**What the task asks:** Your output should be every line below, copied exactly.

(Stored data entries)
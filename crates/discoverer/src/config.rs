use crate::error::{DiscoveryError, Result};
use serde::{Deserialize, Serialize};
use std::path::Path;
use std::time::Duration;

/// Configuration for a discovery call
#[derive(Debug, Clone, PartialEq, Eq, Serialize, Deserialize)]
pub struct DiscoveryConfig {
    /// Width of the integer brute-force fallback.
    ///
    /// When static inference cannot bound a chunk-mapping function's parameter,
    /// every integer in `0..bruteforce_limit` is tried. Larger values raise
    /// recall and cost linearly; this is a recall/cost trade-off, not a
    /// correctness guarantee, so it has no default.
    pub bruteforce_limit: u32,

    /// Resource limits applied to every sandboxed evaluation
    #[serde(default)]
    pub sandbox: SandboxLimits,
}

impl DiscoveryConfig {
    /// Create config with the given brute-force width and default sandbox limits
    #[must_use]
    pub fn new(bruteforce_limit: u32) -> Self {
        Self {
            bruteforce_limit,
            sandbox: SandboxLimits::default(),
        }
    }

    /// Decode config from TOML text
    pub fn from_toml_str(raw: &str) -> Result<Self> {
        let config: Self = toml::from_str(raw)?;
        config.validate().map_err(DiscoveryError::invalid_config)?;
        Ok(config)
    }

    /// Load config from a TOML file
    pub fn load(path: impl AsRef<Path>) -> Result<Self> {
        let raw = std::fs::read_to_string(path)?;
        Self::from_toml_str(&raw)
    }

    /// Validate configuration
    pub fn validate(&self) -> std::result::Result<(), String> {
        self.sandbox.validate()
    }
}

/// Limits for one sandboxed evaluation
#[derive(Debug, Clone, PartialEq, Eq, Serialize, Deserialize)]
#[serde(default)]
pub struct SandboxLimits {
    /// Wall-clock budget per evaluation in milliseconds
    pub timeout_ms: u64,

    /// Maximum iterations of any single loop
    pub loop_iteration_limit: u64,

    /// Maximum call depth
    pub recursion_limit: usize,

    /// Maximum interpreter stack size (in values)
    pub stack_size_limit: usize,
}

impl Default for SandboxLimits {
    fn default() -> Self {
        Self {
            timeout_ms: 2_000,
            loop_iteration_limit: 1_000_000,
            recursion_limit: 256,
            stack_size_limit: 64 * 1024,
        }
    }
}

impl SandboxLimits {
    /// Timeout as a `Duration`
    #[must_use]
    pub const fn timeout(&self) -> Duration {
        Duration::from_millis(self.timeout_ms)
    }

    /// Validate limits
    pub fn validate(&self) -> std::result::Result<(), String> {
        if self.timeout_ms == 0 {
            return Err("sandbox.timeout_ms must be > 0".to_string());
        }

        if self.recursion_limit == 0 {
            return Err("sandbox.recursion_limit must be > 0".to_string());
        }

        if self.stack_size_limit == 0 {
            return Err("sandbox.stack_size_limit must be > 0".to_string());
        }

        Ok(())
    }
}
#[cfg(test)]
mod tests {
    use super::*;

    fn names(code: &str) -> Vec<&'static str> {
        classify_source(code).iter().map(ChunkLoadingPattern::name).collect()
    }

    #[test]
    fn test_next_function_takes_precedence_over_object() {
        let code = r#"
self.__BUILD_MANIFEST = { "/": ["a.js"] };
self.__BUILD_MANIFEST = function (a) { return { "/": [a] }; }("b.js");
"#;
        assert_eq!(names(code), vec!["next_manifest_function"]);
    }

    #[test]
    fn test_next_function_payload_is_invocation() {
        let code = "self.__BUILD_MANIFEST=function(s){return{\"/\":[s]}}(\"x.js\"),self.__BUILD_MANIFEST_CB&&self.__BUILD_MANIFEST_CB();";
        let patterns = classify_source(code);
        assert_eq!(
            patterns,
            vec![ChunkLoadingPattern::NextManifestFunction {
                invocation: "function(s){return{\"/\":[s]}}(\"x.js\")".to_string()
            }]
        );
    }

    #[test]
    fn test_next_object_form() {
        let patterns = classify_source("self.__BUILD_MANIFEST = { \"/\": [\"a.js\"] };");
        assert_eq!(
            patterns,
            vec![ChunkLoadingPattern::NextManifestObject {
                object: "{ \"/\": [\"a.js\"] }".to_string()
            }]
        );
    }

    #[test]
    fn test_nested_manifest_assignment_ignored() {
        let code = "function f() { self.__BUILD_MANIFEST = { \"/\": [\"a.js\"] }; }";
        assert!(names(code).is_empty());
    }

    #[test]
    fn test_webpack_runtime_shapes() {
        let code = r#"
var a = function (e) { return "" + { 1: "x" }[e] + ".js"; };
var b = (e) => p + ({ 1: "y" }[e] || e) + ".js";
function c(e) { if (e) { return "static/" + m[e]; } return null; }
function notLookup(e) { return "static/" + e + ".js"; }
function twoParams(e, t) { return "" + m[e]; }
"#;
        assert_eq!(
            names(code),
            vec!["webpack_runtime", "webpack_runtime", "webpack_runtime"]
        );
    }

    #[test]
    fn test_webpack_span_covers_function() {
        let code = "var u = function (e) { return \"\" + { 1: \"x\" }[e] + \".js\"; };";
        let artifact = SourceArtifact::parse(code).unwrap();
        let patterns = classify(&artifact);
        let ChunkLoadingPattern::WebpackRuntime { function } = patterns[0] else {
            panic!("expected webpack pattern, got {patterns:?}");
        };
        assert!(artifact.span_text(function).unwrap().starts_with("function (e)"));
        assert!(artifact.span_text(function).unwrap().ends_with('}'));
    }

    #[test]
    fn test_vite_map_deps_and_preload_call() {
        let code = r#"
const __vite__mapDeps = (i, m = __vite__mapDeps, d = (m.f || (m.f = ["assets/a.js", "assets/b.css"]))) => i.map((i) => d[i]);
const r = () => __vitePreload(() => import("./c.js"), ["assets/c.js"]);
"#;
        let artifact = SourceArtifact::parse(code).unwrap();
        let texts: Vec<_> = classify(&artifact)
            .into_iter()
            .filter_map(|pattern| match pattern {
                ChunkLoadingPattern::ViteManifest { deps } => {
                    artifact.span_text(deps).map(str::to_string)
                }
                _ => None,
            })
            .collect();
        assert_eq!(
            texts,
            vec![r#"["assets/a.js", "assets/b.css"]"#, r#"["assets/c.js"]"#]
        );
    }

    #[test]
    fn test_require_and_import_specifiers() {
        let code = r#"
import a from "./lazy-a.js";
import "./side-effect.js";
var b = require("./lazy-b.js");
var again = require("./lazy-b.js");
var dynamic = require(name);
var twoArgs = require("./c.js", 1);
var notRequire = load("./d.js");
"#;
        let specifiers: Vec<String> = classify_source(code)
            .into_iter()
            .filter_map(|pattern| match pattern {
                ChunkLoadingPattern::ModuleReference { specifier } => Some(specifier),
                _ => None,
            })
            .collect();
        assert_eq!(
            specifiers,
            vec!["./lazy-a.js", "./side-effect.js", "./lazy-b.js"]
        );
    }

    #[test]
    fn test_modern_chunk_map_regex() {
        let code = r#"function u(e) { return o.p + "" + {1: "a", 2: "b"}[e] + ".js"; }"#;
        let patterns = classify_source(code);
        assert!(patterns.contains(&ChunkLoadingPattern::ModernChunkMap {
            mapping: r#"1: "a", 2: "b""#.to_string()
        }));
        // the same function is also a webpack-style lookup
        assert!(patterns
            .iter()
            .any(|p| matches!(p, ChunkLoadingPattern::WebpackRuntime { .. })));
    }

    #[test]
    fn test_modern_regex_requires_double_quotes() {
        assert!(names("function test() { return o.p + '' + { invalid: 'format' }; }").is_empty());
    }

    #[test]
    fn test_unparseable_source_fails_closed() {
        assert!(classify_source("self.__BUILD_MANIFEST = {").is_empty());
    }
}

**Your response:**
filename crates/discoverer/src/config.rs
use crate::error::{DiscoveryError, Result};
use serde::{Deserialize, Serialize};
use std::path::Path;
use std::time::Duration;

/// Configuration for a discovery call
#[derive(Debug, Clone, PartialEq, Eq, Serialize, Deserialize)]
pub struct DiscoveryConfig {
    /// Width of the integer brute-force fallback.
    ///
    /// When static inference cannot bound a chunk-mapping function's parameter,
    /// every integer in `0..bruteforce_limit` is tried. Larger values raise
    /// recall and cost linearly; this is a recall/cost trade-off, not a
    /// correctness guarantee, so it has no default.
    pub bruteforce_limit: u32,

    /// Resource limits applied to every sandboxed evaluation
    #[serde(default)]
    pub sandbox: SandboxLimits,
}

impl DiscoveryConfig {
    /// Create config with the given brute-force width and default sandbox limits
    #[must_use]
    pub fn new(bruteforce_limit: u32) -> Self {
        Self {
            bruteforce_limit,
            sandbox: SandboxLimits::default(),
        }
    }

    /// Decode config from TOML text
    pub fn from_toml_str(raw: &str) -> Result<Self> {
        let config: Self = toml::from_str(raw)?;
        config.validate().map_err(DiscoveryError::invalid_config)?;
        Ok(config)
    }

    /// Load config from a TOML file
    pub fn load(path: impl AsRef<Path>) -> Result<Self> {
        let raw = std::fs::read_to_string(path)?;
        Self::from_toml_str(&raw)
    }

    /// Validate configuration
    pub fn validate(&self) -> std::result::Result<(), String> {
        self.sandbox.validate()
    }
}

/// Limits for one sandboxed evaluation
#[derive(Debug, Clone, PartialEq, Eq, Serialize, Deserialize)]
#[serde(default)]
pub struct SandboxLimits {
    /// Wall-clock budget per evaluation in milliseconds
    pub timeout_ms: u64,

    /// Maximum iterations of any single loop
    pub loop_iteration_limit: u64,

    /// Maximum call depth
    pub recursion_limit: usize,

    /// Maximum interpreter stack size (in values)
    pub stack_size_limit: usize,
}

impl Default for SandboxLimits {
    fn default() -> Self {
        Self {
            timeout_ms: 2_000,
            loop_iteration_limit: 1_000_000,
            recursion_limit: 256,
            stack_size_limit: 64 * 1024,
        }
    }
}

impl SandboxLimits {
    /// Timeout as a `Duration`
    #[must_use]
    pub const fn timeout(&self) -> Duration {
        Duration::from_millis(self.timeout_ms)
    }

    /// Validate limits
    pub fn validate(&self) -> std::result::Result<(), String> {
        if self.timeout_ms == 0 {
            return Err("sandbox.timeout_ms must be > 0".to_string());
        }

        if self.recursion_limit == 0 {
            return Err("sandbox.recursion_limit must be > 0".to_string());
        }

        if self.stack_size_limit == 0 {
            return Err("sandbox.stack_size_limit must be > 0".to_string());
        }

        Ok(())
    }
}
#[cfg(test)]
mod tests {
    use super::*;

    fn names(code: &str) -> Vec<&'static str> {
        classify_source(code).iter().map(ChunkLoadingPattern::name).collect()
    }

    #[test]
    fn test_next_function_takes_precedence_over_object() {
        let code = r#"
self.__BUILD_MANIFEST = { "/": ["a.js"] };
self.__BUILD_MANIFEST = function (a) { return { "/": [a] }; }("b.js");
"#;
        assert_eq!(names(code), vec!["next_manifest_function"]);
    }

    #[test]
    fn test_next_function_payload_is_invocation() {
        let code = "self.__BUILD_MANIFEST=function(s){return{\"/\":[s]}}(\"x.js\"),self.__BUILD_MANIFEST_CB&&self.__BUILD_MANIFEST_CB();";
        let patterns = classify_source(code);
        assert_eq!(
            patterns,
            vec![ChunkLoadingPattern::NextManifestFunction {
                invocation: "function(s){return{\"/\":[s]}}(\"x.js\")".to_string()
            }]
        );
    }

    #[test]
    fn test_next_object_form() {
        let patterns = classify_source("self.__BUILD_MANIFEST = { \"/\": [\"a.js\"] };");
        assert_eq!(
            patterns,
            vec![ChunkLoadingPattern::NextManifestObject {
                object: "{ \"/\": [\"a.js\"] }".to_string()
            }]
        );
    }

    #[test]
    fn test_nested_manifest_assignment_ignored() {
        let code = "function f() { self.__BUILD_MANIFEST = { \"/\": [\"a.js\"] }; }";
        assert!(names(code).is_empty());
    }

    #[test]
    fn test_webpack_runtime_shapes() {
        let code = r#"
var a = function (e) { return "" + { 1: "x" }[e] + ".js"; };
var b = (e) => p + ({ 1: "y" }[e] || e) + ".js";
function c(e) { if (e) { return "static/" + m[e]; } return null; }
function notLookup(e) { return "static/" + e + ".js"; }
function twoParams(e, t) { return "" + m[e]; }
"#;
        assert_eq!(
            names(code),
            vec!["webpack_runtime", "webpack_runtime", "webpack_runtime"]
        );
    }

    #[test]
    fn test_webpack_span_covers_function() {
        let code = "var u = function (e) { return \"\" + { 1: \"x\" }[e] + \".js\"; };";
        let artifact = SourceArtifact::parse(code).unwrap();
        let patterns = classify(&artifact);
        let ChunkLoadingPattern::WebpackRuntime { function } = patterns[0] else {
            panic!("expected webpack pattern, got {patterns:?}");
        };
        assert!(artifact.span_text(function).unwrap().starts_with("function (e)"));
        assert!(artifact.span_text(function).unwrap().ends_with('}'));
    }

    #[test]
    fn test_vite_map_deps_and_preload_call() {
        let code = r#"
const __vite__mapDeps = (i, m = __vite__mapDeps, d = (m.f || (m.f = ["assets/a.js", "assets/b.css"]))) => i.map((i) => d[i]);
const r = () => __vitePreload(() => import("./c.js"), ["assets/c.js"]);
"#;
        let artifact = SourceArtifact::parse(code).unwrap();
        let texts: Vec<_> = classify(&artifact)
            .into_iter()
            .filter_map(|pattern| match pattern {
                ChunkLoadingPattern::ViteManifest { deps } => {
                    artifact.span_text(deps).map(str::to_string)
                }
                _ => None,
            })
            .collect();
        assert_eq!(
            texts,
            vec![r#"["assets/a.js", "assets/b.css"]"#, r#"["assets/c.js"]"#]
        );
    }

    #[test]
    fn test_require_and_import_specifiers() {
        let code = r#"
import a from "./lazy-a.js";
import "./side-effect.js";
var b = require("./lazy-b.js");
var again = require("./lazy-b.js");
var dynamic = require(name);
var twoArgs = require("./c.js", 1);
var notRequire = load("./d.js");
"#;
        let specifiers: Vec<String> = classify_source(code)
            .into_iter()
            .filter_map(|pattern| match pattern {
                ChunkLoadingPattern::ModuleReference { specifier } => Some(specifier),
                _ => None,
            })
            .collect();
        assert_eq!(
            specifiers,
            vec!["./lazy-a.js", "./side-effect.js", "./lazy-b.js"]
        );
    }

    #[test]
    fn test_modern_chunk_map_regex() {
        let code = r#"function u(e) { return o.p + "" + {1: "a", 2: "b"}[e] + ".js"; }"#;
        let patterns = classify_source(code);
        assert!(patterns.contains(&ChunkLoadingPattern::ModernChunkMap {
            mapping: r#"1: "a", 2: "b""#.to_string()
        }));
        // the same function is also a webpack-style lookup
        assert!(patterns
            .iter()
            .any(|p| matches!(p, ChunkLoadingPattern::WebpackRuntime { .. })));
    }

    #[test]
    fn test_modern_regex_requires_double_quotes() {
        assert!(names("function test() { return o.p + '' + { invalid: 'format' }; }").is_empty());
    }

    #[test]
    fn test_unparseable_source_fails_closed() {
        assert!(classify_source("self.__BUILD_MANIFEST = {").is_empty());
    }
}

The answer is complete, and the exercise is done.